Eye Condition
Cataracts
Cataracts are progressive clouding of the eye’s natural lens that can blur vision and glare.
What is Cataracts?
A cataract forms when the normally transparent crystalline lens behind the cornea becomes hazy from oxidative stress and dehydration. Light entering the eye scatters instead of focusing sharply on the retina, so scenes can appear smudged, foggy, or glare-filled—much like looking through a dirty window. While most cataracts develop with age, they may also appear earlier in life alongside systemic inflammation or inherited retinal disease.

Key symptoms and early warning signs
- Painless blurry or filmy vision
- Increased glare or halo around lights, especially at night
- Colors that look faded or yellowed
- Frequent eyeglass prescription changes
- Sudden or rapid shift in vision quality (may signal another problem)

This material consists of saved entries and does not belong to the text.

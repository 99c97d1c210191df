//! Recording session coordination
//!
//! - StartCoordinator launches the enabled sources behind a shared barrier
//! - TeardownCoordinator stops them concurrently with a bounded grace period
//! - SessionController runs the lifecycle on top of the persisted records

pub mod coordinator;
pub mod error;
pub mod start;
pub mod state;
pub mod stop;

pub use coordinator::{
    PauseReport, ProcessingSummary, RecordingEvent, SessionController, StartReport, StopMode,
    StopOptions, StopOutcome, StopReport,
};
pub use error::{RecordingError, RecordingResult, SourceWarning, WarningLevel};
pub use start::{StartCoordinator, StartOutcome, StartRequest};
pub use state::{RecordingState, SessionStatus, SourceStatus, StartOptions};
pub use stop::{TeardownCoordinator, TeardownOutcome};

How Cataracts are diagnosed
Your optometrist or ophthalmologist views the lens with a slit-lamp microscope, measures visual acuity, and may dilate the pupil to assess lens density. At the Eye Health Institute (EHI) we also screen carotenoid antioxidant levels with a painless skin scan. Low carotenoid status often parallels higher oxidative stress inside the eye.
Why it happens: causes and risk factors
Ageing is the primary driver, yet several factors accelerate lens opacities:
- Ultraviolet (UV) exposure without proper sunglasses
- High-intensity blue light from phones, computers, LED bulbs, and TVs
- Chronic inflammation or metabolic disease (diabetes, autoimmune)

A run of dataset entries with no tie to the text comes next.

#[cfg(all(test, unix))]
mod tests {
    use super::*;
    use crate::merge::ProgressKind;
    use crate::store::Signal;
    use tempfile::{tempdir, TempDir};

    struct FakePipeline {
        fail: bool,
    }

    impl MergePipeline for FakePipeline {
        fn run(
            &self,
            input: &MergeInput,
            on_step: &dyn Fn(MergeStep, StepUpdate),
            on_percent: Option<&dyn Fn(MergeStep, f32)>,
        ) -> Result<MergeOutput, MergeError> {
            for step in MergeStep::ALL {
                on_step(step, StepUpdate::Started);
                if step == MergeStep::Merge {
                    if let Some(on_percent) = on_percent {
                        on_percent(step, 50.0);
                    }
                    if self.fail {
                        on_step(step, StepUpdate::Failed("encoder exploded".into()));
                        return Err(MergeError::Ffmpeg("encoder exploded".into()));
                    }
                }
                on_step(step, StepUpdate::Completed);
            }
            Ok(MergeOutput {
                merged: Some(input.output_dir.join("merged.mp4")),
                derived_audio: None,
            })
        }
    }

    struct PanickingPipeline;

    impl MergePipeline for PanickingPipeline {
        fn run(
            &self,
            _input: &MergeInput,
            on_step: &dyn Fn(MergeStep, StepUpdate),
            _on_percent: Option<&dyn Fn(MergeStep, f32)>,
        ) -> Result<MergeOutput, MergeError> {
            on_step(MergeStep::Concat, StepUpdate::Started);
            panic!("pipeline bug");
        }
    }

    struct Env {
        state: TempDir,
        out: TempDir,
    }

    impl Env {
        fn new() -> Self {
            Self {
                state: tempdir().unwrap(),
                out: tempdir().unwrap(),
            }
        }

        fn config(&self, camera: &[&str]) -> Config {
            let mut config = Config::default();
            config.recording.output_root = Some(self.out.path().to_path_buf());
            config.recording.launch_settle_ms = 50;
            config.recording.stop_grace_ms = 500;
            config.recording.start_timeout_ms = 2000;
            config.recording.poll_interval_ms = 10;
            for kind in SourceKind::ALL {
                let source = config.sources.get_mut(kind);
                source.command = vec!["sleep".into(), "30".into()];
                source.extension = "raw".into();
            }
            config.sources.camera.command = camera.iter().map(|s| s.to_string()).collect();
            config
        }

        fn controller_with(&self, camera: &[&str], fail_merge: bool) -> SessionController {
            self.controller_with_pipeline(camera, Arc::new(FakePipeline { fail: fail_merge }))
        }

        fn controller_with_pipeline(
            &self,
            camera: &[&str],
            pipeline: Arc<dyn MergePipeline>,
        ) -> SessionController {
            let config = self.config(camera);
            let store = StateStore::open(self.state.path()).unwrap();
            let registry = SourceRegistry::from_config(&config, store.processes());
            SessionController::new(config, store, registry, pipeline)
        }

        fn controller(&self) -> SessionController {
            self.controller_with(&["sleep", "30"], false)
        }
    }

    fn options(kinds: &[SourceKind]) -> StartOptions {
        StartOptions::new(kinds.iter().map(|k| SourceSettings::new(*k)).collect())
    }

    fn blocking() -> StopOptions {
        StopOptions::default()
    }

    #[tokio::test]
    async fn test_start_stop_lifecycle() {
        let env = Env::new();
        let controller = env.controller();
        assert!(!controller.is_recording().unwrap());

        let report = controller
            .start(options(&[SourceKind::Screen, SourceKind::Audio]))
            .await
            .unwrap();
        assert_eq!(report.part, 0);
        assert_eq!(report.started, vec![SourceKind::Screen, SourceKind::Audio]);
        assert!(controller.is_recording().unwrap());

        // A second controller over the same records sees the same session
        let other = env.controller();
        let status = other.status().unwrap();
        assert_eq!(status.state, RecordingState::Recording);
        assert_eq!(status.part, Some(0));
        assert_eq!(status.output_dir.as_deref(), Some(report.output_dir.as_path()));
        assert!(status.started_at.is_some());
        let json = serde_json::to_value(&status).unwrap();
        assert_eq!(json["isRecording"], true);
        assert_eq!(json["isPaused"], false);

        let (relay, mut rx) = ProgressRelay::channel(64);
        let outcome = other
            .stop(StopOptions {
                mode: StopMode::Blocking,
                progress: Some(relay),
            })
            .await
            .unwrap();

        assert!(matches!(
            outcome.report.processing,
            ProcessingSummary::Completed { .. }
        ));
        assert!(!controller.is_recording().unwrap());
        assert_eq!(controller.status().unwrap().state, RecordingState::Idle);

        let metadata = metadata::read_metadata(&report.output_dir).unwrap();
        assert_eq!(metadata.status, RecordingState::Completed);
        assert_eq!(
            metadata.outputs.merged,
            Some(report.output_dir.join("merged.mp4"))
        );

        let mut kinds = Vec::new();
        while let Some(event) = rx.recv().await {
            kinds.push(event.kind);
        }
        assert_eq!(kinds.first(), Some(&ProgressKind::Started));
        assert!(kinds.contains(&ProgressKind::Progress { percent: 50.0 }));
        assert_eq!(kinds.last(), Some(&ProgressKind::Completed));
    }

    #[tokio::test]
    async fn test_pause_resume_numbers_parts() {
        let env = Env::new();
        let controller = env.controller();
        let started = controller
            .start(options(&[SourceKind::Screen, SourceKind::Audio]))
            .await
            .unwrap();

        let paused = controller.pause().await.unwrap();
        assert_eq!(paused.next_part, 1);
        let status = controller.status().unwrap();
        assert_eq!(status.state, RecordingState::Paused);
        assert_eq!(status.part, Some(1));
        assert!(status.sources.is_empty());
        assert!(matches!(
            controller.pause().await,
            Err(RecordingError::AlreadyPaused)
        ));

        let resumed = env.controller().resume().await.unwrap();
        assert_eq!(resumed.part, 1);
        assert_eq!(resumed.output_dir, started.output_dir);
        assert!(controller.is_recording().unwrap());
        assert!(matches!(
            controller.resume().await,
            Err(RecordingError::NotPaused)
        ));

        let metadata = metadata::read_metadata(&started.output_dir).unwrap();
        assert_eq!(
            metadata.parts[&SourceKind::Screen],
            vec![
                started.output_dir.join("screen_part000.raw"),
                started.output_dir.join("screen_part001.raw"),
            ]
        );
        assert_eq!(metadata.parts[&SourceKind::Audio].len(), 2);
        assert_eq!(metadata.pause_count, 1);

        controller
            .stop(StopOptions {
                mode: StopMode::SkipProcessing,
                progress: None,
            })
            .await
            .unwrap();
        let metadata = metadata::read_metadata(&started.output_dir).unwrap();
        assert_eq!(metadata.status, RecordingState::Completed);
        assert_eq!(controller.status().unwrap().state, RecordingState::Idle);
    }

    #[tokio::test]
    async fn test_preconditions() {
        let env = Env::new();
        let controller = env.controller();

        assert!(matches!(controller.pause().await, Err(RecordingError::NotRecording)));
        assert!(matches!(controller.resume().await, Err(RecordingError::NotRecording)));
        assert!(matches!(
            controller.stop(blocking()).await,
            Err(RecordingError::NotRecording)
        ));
        assert!(matches!(
            controller.start(options(&[])).await,
            Err(RecordingError::NoSourcesEnabled)
        ));

        controller.start(options(&[SourceKind::Screen])).await.unwrap();
        assert!(matches!(
            controller.start(options(&[SourceKind::Screen])).await,
            Err(RecordingError::AlreadyRecording)
        ));
        controller.stop(blocking()).await.unwrap();
    }

    #[tokio::test]
    async fn test_camera_only_launch_failure() {
        let env = Env::new();
        let controller = env.controller_with(&["/nonexistent/camera"], false);

        let result = controller.start(options(&[SourceKind::Camera])).await;

        assert!(matches!(result, Err(RecordingError::NoSourcesStarted(_))));
        assert_eq!(
            result.unwrap_err().to_string(),
            "No recording sources started"
        );
        assert!(controller.store().source_records().unwrap().is_empty());
        assert_eq!(controller.status().unwrap().state, RecordingState::Idle);
    }

    #[tokio::test]
    async fn test_crashed_sources_are_reported_and_stoppable() {
        let env = Env::new();
        let controller = env.controller();
        controller.start(options(&[SourceKind::Screen])).await.unwrap();

        let status = controller.status().unwrap();
        let pid = status.sources[0].pid;
        controller
            .store()
            .processes()
            .send_signal(pid, Signal::Kill)
            .unwrap();
        tokio::time::sleep(std::time::Duration::from_millis(100)).await;

        let status = controller.status().unwrap();
        assert_eq!(status.state, RecordingState::Crashed);
        assert_eq!(status.crashed_sources, vec![SourceKind::Screen]);

        controller.stop(blocking()).await.unwrap();
        assert_eq!(controller.status().unwrap().state, RecordingState::Idle);
    }

    #[tokio::test]
    async fn test_failed_merge_marks_metadata_failed() {
        let env = Env::new();
        let controller = env.controller_with(&["sleep", "30"], true);
        let report = controller.start(options(&[SourceKind::Screen])).await.unwrap();

        let outcome = controller.stop(blocking()).await.unwrap();

        assert!(matches!(
            outcome.report.processing,
            ProcessingSummary::Failed { .. }
        ));
        let metadata = metadata::read_metadata(&report.output_dir).unwrap();
        assert_eq!(metadata.status, RecordingState::Failed);
        assert!(metadata.errors.iter().any(|e| e.contains("encoder exploded")));
        // A new session may start right away
        assert_eq!(controller.status().unwrap().state, RecordingState::Idle);
    }

    #[tokio::test]
    async fn test_panicking_pipeline_marks_session_failed() {
        let env = Env::new();
        let controller = env.controller_with_pipeline(&["sleep", "30"], Arc::new(PanickingPipeline));
        let mut events = controller.subscribe();
        let report = controller.start(options(&[SourceKind::Screen])).await.unwrap();

        let (relay, mut rx) = ProgressRelay::channel(8);
        let outcome = controller
            .stop(StopOptions {
                mode: StopMode::Blocking,
                progress: Some(relay),
            })
            .await
            .unwrap();

        let ProcessingSummary::Failed { error } = outcome.report.processing else {
            panic!("expected a failed merge");
        };
        assert!(error.contains("aborted"));

        let metadata = metadata::read_metadata(&report.output_dir).unwrap();
        assert_eq!(metadata.status, RecordingState::Failed);
        assert!(metadata.errors.iter().any(|e| e.contains("aborted")));

        let status = controller.status().unwrap();
        assert_eq!(status.state, RecordingState::Idle);
        assert_eq!(status.processing_dir, None);

        // The listener still sees the stream end
        while rx.recv().await.is_some() {}

        let mut saw_failed = false;
        while let Ok(event) = events.try_recv() {
            if matches!(event, RecordingEvent::Failed { .. }) {
                saw_failed = true;
            }
        }
        assert!(saw_failed);
    }

    #[tokio::test]
    async fn test_missing_metadata_does_not_leave_session_processing() {
        let env = Env::new();
        let controller = env.controller();
        let report = controller.start(options(&[SourceKind::Screen])).await.unwrap();
        std::fs::remove_file(metadata::metadata_path(&report.output_dir)).unwrap();

        let outcome = controller.stop(blocking()).await.unwrap();

        let ProcessingSummary::Failed { error } = outcome.report.processing else {
            panic!("expected a failed merge");
        };
        assert!(error.contains("recording.json"));

        let status = controller.status().unwrap();
        assert_eq!(status.state, RecordingState::Idle);
        assert_eq!(status.processing_dir, None);
        assert!(!controller.store().has_record(RecordKey::Processing).unwrap());
    }

    #[tokio::test]
    async fn test_detached_stop_processes_in_background() {
        let env = Env::new();
        let controller = env.controller();
        let mut events = controller.subscribe();
        let report = controller.start(options(&[SourceKind::Audio])).await.unwrap();

        let outcome = controller
            .stop(StopOptions {
                mode: StopMode::Detached,
                progress: None,
            })
            .await
            .unwrap();
        assert!(matches!(outcome.report.processing, ProcessingSummary::Running));

        let merged = outcome.merge_task.unwrap().await.unwrap().unwrap();
        assert!(merged.merged.is_some());
        assert_eq!(
            metadata::read_metadata(&report.output_dir).unwrap().status,
            RecordingState::Completed
        );
        assert_eq!(controller.status().unwrap().processing_dir, None);

        let mut saw_completed = false;
        while let Ok(event) = events.try_recv() {
            if matches!(event, RecordingEvent::Completed { .. }) {
                saw_completed = true;
            }
        }
        assert!(saw_completed);
    }

    #[tokio::test]
    async fn test_handoff_leaves_session_processing() {
        let env = Env::new();
        let controller = env.controller();
        let report = controller.start(options(&[SourceKind::Screen])).await.unwrap();

        controller
            .stop(StopOptions {
                mode: StopMode::Handoff,
                progress: None,
            })
            .await
            .unwrap();
        let status = controller.status().unwrap();
        assert_eq!(status.state, RecordingState::Processing);
        assert_eq!(status.processing_dir.as_deref(), Some(report.output_dir.as_path()));

        // Another invocation picks the session up by directory
        env.controller()
            .process(&report.output_dir, ProgressRelay::detached())
            .await
            .unwrap();
        assert_eq!(controller.status().unwrap().state, RecordingState::Idle);
    }
}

- Smoking, poor nutrition, dehydration, and certain medications
- Early-onset retinal disorders such as macular degeneration that raise oxidative load
Carotenoid antioxidants (lutein, zeaxanthin, astaxanthin, beta-carotene) help neutralize free radicals generated by UV and blue light. Dr. Rosenfarb routinely increases these nutrients through diet and targeted supplementation.

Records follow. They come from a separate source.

//! Command handlers
//!
//! Maps parsed subcommands onto the session controller and prints errors in
//! the form the invocation asked for.

pub mod recording;

use crate::cli::Command;
use crate::recorder::SessionController;
use crate::utils::{AppError, AppResult, ErrorResponse};
use std::process::ExitCode;

/// Run one subcommand
pub async fn dispatch(controller: &SessionController, command: &Command) -> AppResult<ExitCode> {
    match command {
        Command::Start(args) => recording::start(controller, args).await,
        Command::Stop(args) => recording::stop(controller, args).await,
        Command::Pause => recording::pause(controller).await,
        Command::Resume => recording::resume(controller).await,
        Command::Status { json } => recording::status(controller, *json),
        Command::Process { dir, json } => recording::process(controller, dir, *json).await,
        Command::Config => show_config(controller),
    }
}

fn show_config(controller: &SessionController) -> AppResult<ExitCode> {
    let config = controller.config();
    if let Some(path) = config.config_path() {
        println!("# {}", path.display());
    }
    println!("{}", config.to_toml()?);
    Ok(ExitCode::SUCCESS)
}

/// Print a failed command's error. JSON goes to stdout so scripts read one stream.
pub fn report_error(error: &AppError, json: bool) {
    if json {
        let response = ErrorResponse::from(error);
        match serde_json::to_string_pretty(&response) {
            Ok(body) => println!("{}", body),
            Err(_) => eprintln!("Error: {}", error),
        }
        return;
    }

    for warning in error.warnings() {
        eprintln!("  {}", warning);
    }
    eprintln!("Error: {}", error);
}
//! Command line interface
//!
//! Every subcommand is a separate invocation; the session lives in the state
//! directory between them.

use crate::capture::{SourceKind, SourceSettings};
use crate::config::Config;
use crate::merge::ProcessingOptions;
use crate::recorder::StartOptions;
use clap::{Args, Parser, Subcommand};
use std::path::PathBuf;

#[derive(Parser, Debug)]
#[command(name = "recsync")]
#[command(about = "Synchronized screen, audio and camera recording sessions")]
#[command(version)]
pub struct Cli {
    /// Config file (defaults to the platform config directory)
    #[arg(long, global = true, env = "RECSYNC_CONFIG")]
    pub config: Option<PathBuf>,

    #[command(subcommand)]
    pub command: Command,
}

#[derive(Subcommand, Debug)]
pub enum Command {
    /// Start a new recording session
    Start(StartArgs),

    /// Stop the session and process its recordings
    Stop(StopArgs),

    /// Stop the capture sources, keeping the session open
    Pause,

    /// Continue a paused session into a new part
    Resume,

    /// Show the current session
    Status {
        /// Print machine-readable JSON
        #[arg(long)]
        json: bool,
    },

    /// Run post-processing for a stopped session directory
    Process {
        /// Session directory containing recording.json
        dir: PathBuf,

        /// Print machine-readable JSON
        #[arg(long)]
        json: bool,
    },

    /// Print the effective configuration
    Config,
}

impl Command {
    /// Whether results and errors should be printed as JSON
    pub fn json(&self) -> bool {
        match self {
            Command::Stop(args) => args.json,
            Command::Status { json } | Command::Process { json, .. } => *json,
            _ => false,
        }
    }
}

#[derive(Args, Debug, Default)]
pub struct StartArgs {
    /// Don't capture the screen
    #[arg(long)]
    pub no_screen: bool,

    /// Capture microphone audio
    #[arg(long)]
    pub audio: bool,

    /// Capture the camera
    #[arg(long)]
    pub camera: bool,

    /// Session directory (default: a timestamped directory under the output root)
    #[arg(short, long)]
    pub output_dir: Option<PathBuf>,

    /// Recording title, used for the merged file name
    #[arg(short, long)]
    pub title: Option<String>,

    #[arg(long, value_name = "DEVICE")]
    pub screen_device: Option<String>,

    #[arg(long, value_name = "DEVICE")]
    pub audio_device: Option<String>,

    #[arg(long, value_name = "DEVICE")]
    pub camera_device: Option<String>,

    /// Skip the denoise pass
    #[arg(long)]
    pub no_denoise: bool,

    /// Skip loudness normalization
    #[arg(long)]
    pub no_normalize: bool,
}

impl StartArgs {
    /// Enabled sources: the configured defaults adjusted by the flags
    pub fn kinds(&self, config: &Config) -> Vec<SourceKind> {
        let mut kinds = config.recording.default_sources.clone();
        if self.audio {
            kinds.push(SourceKind::Audio);
        }
        if self.camera {
            kinds.push(SourceKind::Camera);
        }
        if self.no_screen {
            kinds.retain(|k| *k != SourceKind::Screen);
        }
        kinds.sort();
        kinds.dedup();
        kinds
    }

    fn device(&self, kind: SourceKind) -> Option<String> {
        match kind {
            SourceKind::Screen => self.screen_device.clone(),
            SourceKind::Audio => self.audio_device.clone(),
            SourceKind::Camera => self.camera_device.clone(),
        }
    }

    pub fn to_options(&self, config: &Config) -> StartOptions {
        let sources = self
            .kinds(config)
            .into_iter()
            .map(|kind| SourceSettings::new(kind).with_device(self.device(kind)))
            .collect();

        let mut processing = ProcessingOptions::from(&config.processing);
        if self.no_denoise {
            processing.denoise = false;
        }
        if self.no_normalize {
            processing.normalize = false;
        }

        StartOptions {
            sources,
            output_dir: self.output_dir.clone(),
            title: self.title.clone(),
            processing,
        }
    }
}

#[derive(Args, Debug, Default)]
pub struct StopArgs {
    /// Keep the raw parts and skip post-processing
    #[arg(long, conflicts_with = "detach")]
    pub no_process: bool,

    /// Return immediately and process in a background process
    #[arg(long)]
    pub detach: bool,

    /// Print machine-readable JSON
    #[arg(long)]
    pub json: bool,
}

A cataract is actually a clouding of the lens which sits behind the cornea of your eye.
Conventional treatment options
Early cataracts are monitored with periodic exams and symptom-driven prescription updates. When blur limits daily activities, outpatient cataract surgery removes the cloudy lens and replaces it with a clear artificial intraocular lens (IOL). Modern IOLs can correct astigmatism or near-far vision, yet they remove the eye’s natural “built-in sunglasses.” After surgery the retina suddenly receives more UV and blue light, so strict sunglass and blue-blocker use becomes essential. Discuss monovision or premium IOLs carefully and, if possible, trial comparable contact lenses for two weeks before deciding.
Eye Health Institute’s integrative approach
EHI focuses on slowing progression before surgery and protecting retinal health afterward.
Nutrient and antioxidant strategy
- Can-C (N-acetyl-carnosine) eye drops supply a glutathione precursor that supports lens clarity.
- Liposomal vitamin C and liposomal glutathione raise systemic antioxidant defenses where conventional tablets fail to absorb.
- Caratino-Vision capsules combine lutein, zeaxanthin, meso-zeaxanthin, vitamin A, and astaxanthin to saturate retinal tissue.
- Vision-Mins electrolyte blend promotes proper lens hydration.
- Catavision CBD (full-spectrum hemp extract, taken sublingually) amplifies both glutathione and carotenoid activity while easing stress.
Lifestyle and environmental care
- Wrap-around sunglasses with UVA/UVB filters whenever outdoors or near reflective surfaces.
- Blue-filter glasses or device night-mode whenever screen time exceeds 15 minutes.
- Hydrate with mineral-rich water and eat brightly colored produce: leafy greens, squash, carrots, pumpkin, papaya, tomatoes, and watermelon.
- Limit refined sugars, smoking, and excessive alcohol that spike oxidative stress.
Acupuncture and microcurrent therapy
Micro Acupuncture 48 and electro-acupuncture protocols enhance ocular blood flow and help manage inflammation. Many patients pair weekly in-clinic sessions with home photobiomodulation or gentle qigong eye exercises.
UV radiation and blue light can cook the lens, so protection and good nutrition truly matter.
What patients report / clinical insights
Patients often notice less daytime glare and steadier night driving once carotenoid levels reach “green zone” status on our scanner (about 50 000 +). Those preparing for surgery tell us that six to twelve weeks of intensive antioxidant loading and CBD support makes postoperative light sensitivity easier to manage. Regular sunglass use, a Mediterranean-style diet, and stress-reducing practices such as qigong contribute to slower lens clouding and better overall eye comfort.

When to seek urgent care
Get urgent eye care for sudden vision loss, a curtain or shadow across vision, many new floaters with flashes, severe eye pain, or eye trauma. These can be ocular emergencies unrelated to cataracts yet time-sensitive to treat.